Say yes. That's how I got started. Even if I had no idea how to do something or even how to start, I said yes to things that needed to get done. Often times it was the things no one else wanted to do. When you're first starting out, don't worry about staying inside the lines of a job description or only doing what you're "supposed to" do. Especially at smaller companies, say yes to the projects and tasks that scare you the most. It's a really fast way to add value and to find out what you're good at or what you want to be good at. It's exactly how I ended up running two awesome businesses.  

You are very active in the community and give back a lot, how do you make time for that while running two businesses?

My business coach told me early on that if everything is important, then nothing is important. I live my entire life with that in mind. Giving back and supporting our community has always been a priority for me and so I make the time for it. That being said, it isn't always easy! I put everything on my calendar and then I show up, even when it's hard and I want to bail And ugh, who feels like a 3 hour board meeting after a long day? I think that's key--don't commit to something you can't follow through on and only commit to the things that are important to you so you can hold yourself accountable to doing them.

What advice would you give women thinking about starting their own business?

If you are ready for the biggest, baddest, most stressful, most rewarding, awesomest adventure of your life, jump in head first and do it! But also be overly prepared in all areas from legal to culture, starting a business is not the time to wing it! If you're starting a business with a partner, make sure you have an Operating Agreement signed and in place at the beginning--it's always easier to agree on how to end things gracefully if that time should come when people love each other at the beginning. Make sure you put systems and procedures in place too, both to help yourself as you're starting out but also to make it easier to hire and train the next person to take over when you're making bank.

Above all, ask for help! Anywhere, but especially in Denver, there is a tribe connected by the wonder and craziness of owning a business. There are so many people that have gone down the wild road of owning and operating a business, no use in recreating the wheel! I'm always pleasantly surprised at the number of people willing to help me any time I ask and I try to always pay it forward.

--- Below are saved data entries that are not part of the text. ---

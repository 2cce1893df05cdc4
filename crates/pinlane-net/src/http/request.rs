//! Request description types and builder.

use bytes::Bytes;
use http::header::{CONTENT_TYPE, HeaderMap, HeaderName, HeaderValue};

use super::response::ResponseSink;
use crate::error::{NetError, Result};
use crate::tls::TrustPolicy;

/// MIME type used for raw bodies attached without one.
pub const BINARY_MIME: &str = "application/octet-stream";

/// MIME type used for string bodies attached without one.
pub const JSON_MIME: &str = "application/json";

/// HTTP request methods.
#[derive(Clone, Copy, Debug, Default, PartialEq, Eq, Hash)]
pub enum HttpMethod {
    /// HTTP GET method.
    #[default]
    Get,
    /// HTTP POST method.
    Post,
    /// HTTP PUT method.
    Put,
    /// HTTP DELETE method.
    Delete,
}

impl HttpMethod {
    /// Convert to reqwest method.
    pub(crate) fn to_reqwest(self) -> reqwest::Method {
        match self {
            Self::Get => reqwest::Method::GET,
            Self::Post => reqwest::Method::POST,
            Self::Put => reqwest::Method::PUT,
            Self::Delete => reqwest::Method::DELETE,
        }
    }

    /// Whether calls with this method are dominated by their upload.
    pub fn is_upload(self) -> bool {
        matches!(self, Self::Post | Self::Put)
    }
}

impl std::fmt::Display for HttpMethod {
    fn fmt(&self, f: &mut std::fmt::Formatter<'_>) -> std::fmt::Result {
        match self {
            Self::Get => write!(f, "GET"),
            Self::Post => write!(f, "POST"),
            Self::Put => write!(f, "PUT"),
            Self::Delete => write!(f, "DELETE"),
        }
    }
}

/// A named binary attachment in a multipart form.
#[derive(Clone, Debug, PartialEq, Eq)]
pub struct FileData {
    /// File contents.
    pub bytes: Bytes,
    /// File name sent in the part's `Content-Disposition`.
    pub filename: String,
    /// MIME type of the part.
    pub mime: String,
}

impl FileData {
    /// Create a file attachment.
    pub fn new(
        bytes: impl Into<Bytes>,
        filename: impl Into<String>,
        mime: impl Into<String>,
    ) -> Self {
        Self {
            bytes: bytes.into(),
            filename: filename.into(),
            mime: mime.into(),
        }
    }
}

/// The value of a single multipart field.
#[derive(Clone, Debug, PartialEq, Eq)]
pub enum FormValue {
    /// UTF-8 text.
    Text(String),
    /// Rendered as its decimal string.
    Integer(i64),
    /// Rendered as `"1"` or `"0"`.
    Boolean(bool),
    /// Binary attachment with file name and MIME type.
    File(FileData),
}

impl FormValue {
    /// The textual rendering of non-file values.
    pub fn as_text(&self) -> Option<String> {
        match self {
            Self::Text(text) => Some(text.clone()),
            Self::Integer(value) => Some(value.to_string()),
            Self::Boolean(value) => Some(if *value { "1" } else { "0" }.to_string()),
            Self::File(_) => None,
        }
    }

    /// Number of payload bytes this field contributes to the upload.
    pub fn payload_len(&self) -> u64 {
        match self {
            Self::File(file) => file.bytes.len() as u64,
            other => other.as_text().map_or(0, |text| text.len() as u64),
        }
    }

    /// The payload bytes of this field.
    pub fn payload(&self) -> Bytes {
        match self {
            Self::File(file) => file.bytes.clone(),
            other => Bytes::from(other.as_text().unwrap_or_default()),
        }
    }
}

impl From<&str> for FormValue {
    fn from(value: &str) -> Self {
        Self::Text(value.to_string())
    }
}

impl From<String> for FormValue {
    fn from(value: String) -> Self {
        Self::Text(value)
    }
}

impl From<i64> for FormValue {
    fn from(value: i64) -> Self {
        Self::Integer(value)
    }
}

impl From<i32> for FormValue {
    fn from(value: i32) -> Self {
        Self::Integer(i64::from(value))
    }
}

impl From<bool> for FormValue {
    fn from(value: bool) -> Self {
        Self::Boolean(value)
    }
}

impl From<FileData> for FormValue {
    fn from(value: FileData) -> Self {
        Self::File(value)
    }
}

/// Ordered multipart form fields.
///
/// Fields keep the position of their first insertion; inserting an existing
/// name replaces its value in place.
#[derive(Clone, Debug, Default, PartialEq, Eq)]
pub struct MultipartForm {
    fields: Vec<(String, FormValue)>,
}

impl MultipartForm {
    /// Create a new empty multipart form.
    pub fn new() -> Self {
        Self::default()
    }

    /// Insert or replace a field.
    pub fn insert(&mut self, name: impl Into<String>, value: impl Into<FormValue>) {
        let name = name.into();
        let value = value.into();
        match self.fields.iter_mut().find(|(existing, _)| *existing == name) {
            Some((_, slot)) => *slot = value,
            None => self.fields.push((name, value)),
        }
    }

    /// Get a field by name.
    pub fn get(&self, name: &str) -> Option<&FormValue> {
        self.fields
            .iter()
            .find(|(existing, _)| existing == name)
            .map(|(_, value)| value)
    }

    /// Iterate over fields in insertion order.
    pub fn iter(&self) -> impl Iterator<Item = (&str, &FormValue)> {
        self.fields.iter().map(|(name, value)| (name.as_str(), value))
    }

    /// Field names in insertion order.
    pub fn names(&self) -> Vec<&str> {
        self.fields.iter().map(|(name, _)| name.as_str()).collect()
    }

    /// Number of fields.
    pub fn len(&self) -> usize {
        self.fields.len()
    }

    /// Whether the form has no fields.
    pub fn is_empty(&self) -> bool {
        self.fields.is_empty()
    }

    /// Total payload bytes across all fields.
    pub fn payload_len(&self) -> u64 {
        self.fields.iter().map(|(_, value)| value.payload_len()).sum()
    }
}

/// The body of an outbound call.
#[derive(Clone, Debug, Default, PartialEq, Eq)]
pub enum RequestBody {
    /// No body.
    #[default]
    None,
    /// Raw bytes with their MIME type.
    Raw {
        /// Body bytes, sent verbatim.
        bytes: Bytes,
        /// MIME type of the body.
        mime: String,
    },
    /// Multipart form fields.
    Multipart(MultipartForm),
}

impl RequestBody {
    /// Number of bytes the transport will upload for this body.
    pub fn upload_len(&self) -> u64 {
        match self {
            Self::None => 0,
            Self::Raw { bytes, .. } => bytes.len() as u64,
            Self::Multipart(form) => form.payload_len(),
        }
    }
}

/// A built request ready to be transmitted exactly once.
#[derive(Debug)]
pub struct RequestSpec {
    /// The HTTP method.
    pub method: HttpMethod,
    /// The request URL.
    pub url: url::Url,
    /// Request headers.
    pub headers: HeaderMap,
    /// Request body.
    pub body: RequestBody,
    /// Certificate validation strategy.
    pub trust: TrustPolicy,
    /// Buffer the transport writes the response body into.
    pub sink: ResponseSink,
}

/// Builder for constructing [`RequestSpec`] values.
///
/// The builder is reusable: [`build`](Self::build) borrows it, so one builder
/// can produce several independent specs, with edits in between.
///
/// ```ignore
/// let spec = RequestBuilder::new()
///     .url("https://api.pinata.cloud/pinning/pinJSONToIPFS")
///     .method(HttpMethod::Post)
///     .header("pinata_api_key", key)
///     .text_body(r#"{"a":1}"#, Some("application/json"))
///     .build()?;
/// ```
#[derive(Clone, Debug, Default)]
pub struct RequestBuilder {
    url: Option<String>,
    method: HttpMethod,
    headers: Vec<(String, String)>,
    raw_body: Option<(Bytes, String)>,
    form: MultipartForm,
    trust: TrustPolicy,
}

impl RequestBuilder {
    /// Create a builder for a GET request with no URL yet.
    pub fn new() -> Self {
        Self::default()
    }

    /// Set the target URL.
    pub fn url(mut self, url: impl Into<String>) -> Self {
        self.url = Some(url.into());
        self
    }

    /// Set the HTTP method.
    pub fn method(mut self, method: HttpMethod) -> Self {
        self.method = method;
        self
    }

    /// Set a header, replacing any earlier value for the same name.
    ///
    /// Names compare case-insensitively.
    pub fn header(mut self, name: impl Into<String>, value: impl Into<String>) -> Self {
        let name = name.into();
        let value = value.into();
        match self
            .headers
            .iter_mut()
            .find(|(existing, _)| existing.eq_ignore_ascii_case(&name))
        {
            Some((_, slot)) => *slot = value,
            None => self.headers.push((name, value)),
        }
        self
    }

    /// Set several headers.
    pub fn headers<K, V>(self, headers: impl IntoIterator<Item = (K, V)>) -> Self
    where
        K: Into<String>,
        V: Into<String>,
    {
        headers
            .into_iter()
            .fold(self, |builder, (name, value)| builder.header(name, value))
    }

    /// Set the `Content-Type` header.
    pub fn content_type(self, mime: impl Into<String>) -> Self {
        self.header(CONTENT_TYPE.as_str(), mime)
    }

    /// Attach a raw body. `None` sends it as `application/octet-stream`.
    pub fn body(mut self, bytes: impl Into<Bytes>, mime: Option<&str>) -> Self {
        self.raw_body = Some((bytes.into(), mime.unwrap_or(BINARY_MIME).to_string()));
        self
    }

    /// Attach a string body. `None` sends it as `application/json`.
    pub fn text_body(self, text: impl Into<String>, mime: Option<&str>) -> Self {
        let mime = mime.unwrap_or(JSON_MIME).to_string();
        self.body(Bytes::from(text.into()), Some(&mime))
    }

    /// Add or replace a multipart form field.
    pub fn form_field(mut self, name: impl Into<String>, value: impl Into<FormValue>) -> Self {
        self.form.insert(name, value);
        self
    }

    /// Set the certificate validation strategy.
    pub fn trust_policy(mut self, trust: TrustPolicy) -> Self {
        self.trust = trust;
        self
    }

    /// The method currently configured.
    pub fn current_method(&self) -> HttpMethod {
        self.method
    }

    /// The URL currently configured, if any.
    pub fn current_url(&self) -> Option<&str> {
        self.url.as_deref()
    }

    /// Produce an independent [`RequestSpec`] snapshot.
    ///
    /// Fails with [`NetError::InvalidSpec`] when both a raw body and form
    /// fields were set or no URL was set, and with `InvalidUrl` /
    /// `InvalidHeader` for malformed values.
    pub fn build(&self) -> Result<RequestSpec> {
        let url = self
            .url
            .as_deref()
            .ok_or_else(|| NetError::invalid_spec("no URL was set"))?;

        if self.raw_body.is_some() && !self.form.is_empty() {
            return Err(NetError::invalid_spec(
                "a raw body and multipart form fields cannot both be set",
            ));
        }

        let url = url::Url::parse(url)?;

        let mut headers = HeaderMap::with_capacity(self.headers.len() + 1);
        for (name, value) in &self.headers {
            headers.insert(
                HeaderName::from_bytes(name.as_bytes())?,
                HeaderValue::from_str(value)?,
            );
        }

        let body = match &self.raw_body {
            Some((bytes, mime)) => {
                if !headers.contains_key(CONTENT_TYPE) {
                    headers.insert(CONTENT_TYPE, HeaderValue::from_str(mime)?);
                }
                RequestBody::Raw {
                    bytes: bytes.clone(),
                    mime: mime.clone(),
                }
            }
            None if !self.form.is_empty() => RequestBody::Multipart(self.form.clone()),
            None => RequestBody::None,
        };

        Ok(RequestSpec {
            method: self.method,
            url,
            headers,
            body,
            trust: self.trust,
            sink: ResponseSink::new(),
        })
    }
}

#[cfg(test)]
mod tests {
    use super::*;

    #[test]
    fn test_form_value_rendering() {
        assert_eq!(FormValue::from(42).as_text().as_deref(), Some("42"));
        assert_eq!(FormValue::from(-7i64).as_text().as_deref(), Some("-7"));
        assert_eq!(FormValue::from(true).as_text().as_deref(), Some("1"));
        assert_eq!(FormValue::from(false).as_text().as_deref(), Some("0"));
        assert_eq!(FormValue::from("héllo").as_text().as_deref(), Some("héllo"));

        let file = FormValue::from(FileData::new(vec![1u8, 2, 3], "a.bin", BINARY_MIME));
        assert_eq!(file.as_text(), None);
        assert_eq!(file.payload_len(), 3);
    }

    #[test]
    fn test_multipart_form_keeps_first_position_on_overwrite() {
        let mut form = MultipartForm::new();
        form.insert("file", "x");
        form.insert("pinataMetadata", "{}");
        form.insert("file", "y");

        assert_eq!(form.names(), vec!["file", "pinataMetadata"]);
        assert_eq!(form.get("file"), Some(&FormValue::Text("y".to_string())));
        assert_eq!(form.payload_len(), 3);
    }

    #[test]
    fn test_header_overwrite_is_case_insensitive() {
        let spec = RequestBuilder::new()
            .url("https://example.com")
            .header("X-Token", "one")
            .header("x-token", "two")
            .build()
            .unwrap();

        assert_eq!(spec.headers.len(), 1);
        assert_eq!(spec.headers.get("x-token").unwrap(), "two");
    }

    #[test]
    fn test_method_upload_classification() {
        assert!(HttpMethod::Post.is_upload());
        assert!(HttpMethod::Put.is_upload());
        assert!(!HttpMethod::Get.is_upload());
        assert!(!HttpMethod::Delete.is_upload());
        assert_eq!(HttpMethod::Delete.to_string(), "DELETE");
    }
}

What is next for Caitlyn / Bigfoot?

This is my favorite question because I get so excited about the future! Bigfoot has had some great preliminary success and the next step is adding rocket fuel to the infrastructure we've built. The goal is to scale and exit in the next five years. The biggest "next thing" for me is developing my “outside of work” self. I get so much of my self worth from my career successes that I've lost a little bit of what Sunday-afternoon-Caitlyn looks like. I'm excited to remember and expand the other things I'm passionate about, which will lead to a greater capacity to grow my career as well--double win!

What’s your call to action for Denver broads?

Get involved. If you've got the brain (and stomach) to own or run a business, then there are people out there that need your insight, fearlessness, and grit. Volunteering also helps with perspective and empathy, something every business owner needs in spades. One of the things I love most about Denver is its philanthropic heart; there is a non-profit for everyone and they all need help. Pick something that speaks to you--for me it's children and education--and get involved. That could look like sitting on a board, fundraising, volunteering time, doing a project pro-bono, the list is endless. I'm grateful for what I get to do every day and it's the least I can do to give back and help develop a community that has been so supportive of me.